Une société d'État pour le tourisme au Québec; son autonomie. Partie 2 de 2
L’autonomie d’une société d’État est essentielle, tout en n’oubliant jamais que, quelle qu’elle soit, elle sera toujours redevable au gouvernement. Transparence, orientations stratégiques, concertation, objectifs mesurables et accessibles, développement économique durable et imputabilité, doivent être des leitmotivs pour les dirigeants de la SITQ. Voici quelques éléments de réflexion pour assurer son autonomie.
Autonomie politique :
Parce que le marketing touristique et le marketing politique ne font pas bon ménage.
Autonomie d’action et de gestion :
- Dans la définition de sa mission, le développement économique d’un tourisme durable devrait être au cœur des priorités. Celui-ci devrait reposer sur la satisfaction de la clientèle (produit, service, RH, etc.) et le développement des régions.
- La SITQ serait responsable des orientations stratégiques et de la stratégie touristique qui en découlerait. Toutefois, la société devrait s’inspirer du Plan de développement de l’industrie touristique (PDIT 2012-2020) comme source de réflexion et l’adapter en fonction de l’évolution des conditions économiques et des autres éléments qui pourraient affecter l’industrie.
- La société se fixerait des objectifs réalistes et mesurables en concertation avec les autres acteurs touristiques, pour chacun des 5 secteurs d’activités et ce à court, moyen et long terme. C’est sur l’atteinte ou non de ceux-ci qu’elle serait évaluée, de même que ses dirigeants (imputabilité).
- L'intelligence des marchés et des produits;
- La structuration et le développement de l'industrie;
- Le développement de l'offre (produits/services);
- Le marketing;
- L'accueil, l'information et le service à la clientèle.

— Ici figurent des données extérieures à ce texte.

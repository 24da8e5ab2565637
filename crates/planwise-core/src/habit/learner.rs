//! Per-category habit learner.

use std::collections::BTreeMap;

use chrono::{Datelike, NaiveDate};
use serde::{Deserialize, Serialize};
use tracing::debug;

use super::pattern::{Frequency, HabitPattern, PreferredTime};
use crate::schedule::{Event, EventCategory};

/// Average duration assumed for a category with no history
pub const DEFAULT_DURATION_MINUTES: i64 = 60;

/// Condensed view of one pattern for prompt context and listings.
#[derive(Debug, Clone, PartialEq, Serialize, Deserialize)]
pub struct HabitSummary {
    pub category: EventCategory,
    pub occurrence_count: u64,
    pub avg_duration_minutes: i64,
    pub frequency: Frequency,
    pub preferred_times: Vec<PreferredTime>,
}

impl HabitSummary {
    pub fn from_pattern(pattern: &HabitPattern) -> Self {
        Self {
            category: pattern.category,
            occurrence_count: pattern.occurrence_count,
            avg_duration_minutes: pattern.avg_duration_minutes,
            frequency: pattern.frequency,
            preferred_times: pattern.preferred_times.to_vec(),
        }
    }

    /// e.g. `work: 12 events, ~60 min, weekly; usually Mon 09:00, Wed 10:30`
    pub fn to_line(&self) -> String {
        let mut line = format!(
            "{}: {} event{}, ~{} min, {}",
            self.category,
            self.occurrence_count,
            if self.occurrence_count == 1 { "" } else { "s" },
            self.avg_duration_minutes,
            self.frequency.as_str()
        );
        if !self.preferred_times.is_empty() {
            let times: Vec<String> = self.preferred_times.iter().map(|t| t.to_string()).collect();
            line.push_str("; usually ");
            line.push_str(&times.join(", "));
        }
        line
    }
}

/// Owns one [`HabitPattern`] per category.
///
/// Updates are a read-modify-write through `&mut self`; callers that learn from
/// concurrently created events must serialize access themselves.
#[derive(Debug, Clone, Default)]
pub struct HabitLearner {
    patterns: BTreeMap<EventCategory, HabitPattern>,
}

impl HabitLearner {
    pub fn new() -> Self {
        Self::default()
    }

    /// Rebuild from persisted patterns. A later pattern for the same category
    /// replaces an earlier one.
    pub fn from_patterns(patterns: impl IntoIterator<Item = HabitPattern>) -> Self {
        Self {
            patterns: patterns.into_iter().map(|p| (p.category, p)).collect(),
        }
    }

    /// Create or update the pattern for the event's category.
    ///
    /// Returns the updated pattern so the caller can upsert it.
    pub fn learn_from_event(&mut self, event: &Event) -> &HabitPattern {
        let category = event.category_or_default();
        let pattern = self
            .patterns
            .entry(category)
            .and_modify(|p| p.observe(event))
            .or_insert_with(|| HabitPattern::from_first_event(event));

        debug!(
            %category,
            occurrences = pattern.occurrence_count,
            avg_duration = pattern.avg_duration_minutes,
            frequency = pattern.frequency.as_str(),
            "habit pattern updated"
        );

        pattern
    }

    /// Learn from a batch in the given order.
    pub fn learn_from_events<'a>(&mut self, events: impl IntoIterator<Item = &'a Event>) {
        for event in events {
            self.learn_from_event(event);
        }
    }

    pub fn pattern(&self, category: EventCategory) -> Option<&HabitPattern> {
        self.patterns.get(&category)
    }

    /// All patterns in category order.
    pub fn patterns(&self) -> impl Iterator<Item = &HabitPattern> {
        self.patterns.values()
    }

    pub fn len(&self) -> usize {
        self.patterns.len()
    }

    pub fn is_empty(&self) -> bool {
        self.patterns.is_empty()
    }

    pub fn average_duration(&self, category: EventCategory) -> i64 {
        self.pattern(category)
            .map(|p| p.avg_duration_minutes)
            .unwrap_or(DEFAULT_DURATION_MINUTES)
    }

    /// Frequency for a category, weekly when nothing has been learned.
    pub fn frequency(&self, category: EventCategory) -> Frequency {
        self.pattern(category)
            .map(|p| p.frequency)
            .unwrap_or_default()
    }

    /// Suggest a start time for a category on a date.
    ///
    /// Prefers a learned time on the same weekday, then the first learned time.
    pub fn suggest_time(&self, category: EventCategory, date: NaiveDate) -> Option<PreferredTime> {
        let pattern = self.pattern(category)?;
        let day_of_week = date.weekday().num_days_from_sunday() as u8;

        pattern
            .preferred_time_on(day_of_week)
            .or_else(|| pattern.preferred_times.first())
            .copied()
    }

    /// Forget everything.
    pub fn reset(&mut self) {
        self.patterns.clear();
    }

    /// Summaries, most frequent category first.
    pub fn summaries(&self) -> Vec<HabitSummary> {
        let mut summaries: Vec<HabitSummary> =
            self.patterns.values().map(HabitSummary::from_pattern).collect();
        summaries.sort_by(|a, b| b.occurrence_count.cmp(&a.occurrence_count));
        summaries
    }

    /// Plain-text habit context, one line per category.
    pub fn render_context(&self) -> String {
        if self.patterns.is_empty() {
            return "No scheduling habits learned yet.".to_string();
        }
        let lines: Vec<String> = self.summaries().iter().map(HabitSummary::to_line).collect();
        lines.join("\n")
    }
}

- Pour les ressources humaines, les procédures standards pour la création d’une société d’État s’appliqueraient aux fonctionnaires du ministère. Tout en respectant ces règles, la SITQ pourrait faire du recrutement à l’extérieur de la fonction publique pour répondre à ses besoins.
- Lors des Assises annuelles du Tourisme, la SITQ devrait démontrer ses réalisations (reddition de comptes, imputabilité et transparence). L’événement serait idéal pour expliquer et détailler ses objectifs et plans d’action annuels en plus d’aller chercher de l’« input » au sein de l’industrie pour mieux planifier ses actions futures.
Autonomie financière :
L’autonomie financière est la base de l’indépendance d’une organisation. La SITQ aurait besoin de moyens financiers à la hauteur de sa mission et de ses actions. L’exemple de la Commission canadienne du tourisme (CCT) est un modèle de financement à éviter, car celle-ci est trop dépendante de la volonté politique, faute de revenus autonomes suffisants. Il y a plusieurs sources de revenus potentiels qui devraient être évaluées. Par exemple :
Le gouvernement
Une partie des sommes qui seraient dégagées, suite à la réduction de la taille de Tourisme Québec pour créer la Direction générale du Tourisme (DGT), seraient redirigées vers la SITQ. La loi constituant la SITQ inclurait, entre autres, une définition de la mission de la société et de certains de ses mandats et responsabilités. Le gouvernement contribuerait donc à une partie du financement de la société pour qu’elle puisse respecter ses engagements, sous la forme de contrats de gestion, d’honoraires, etc.
Le Fonds de partenariat de l’industrie touristique
Le fonds de partenariat de l’industrie touristique serait sous la responsabilité de la SITQ.
Le modèle coopératif
Le financement de certaines activités (marketing et autres) de la société pourrait être inspiré par le modèle coopératif utilisé au sein du milieu associatif. Par exemple, la SITQ pourrait se fixer des objectifs de partenariats pour le montage financier de ses actions de marketing.
La taxe sur l’hébergement
Que les régions ne me lancent pas des tomates, mais il est vrai que les revenus, en tout ou en partie, de la taxe sur l’hébergement pourraient être utilisés. Ne soyons pas dupes, lors de discussions de corridors ou derrière des portes closes dans les officines du gouvernement, cette hypothèse a déjà été abordée. Toutefois, je ne suis pas à l’aise avec celle-ci. Peut-être parce que j’ai travaillé à son implantation lorsque j’étais DG de l’ATR de la Gaspésie (1999-2004). Mais il y a d’autres raisons qui motivent mon hésitation.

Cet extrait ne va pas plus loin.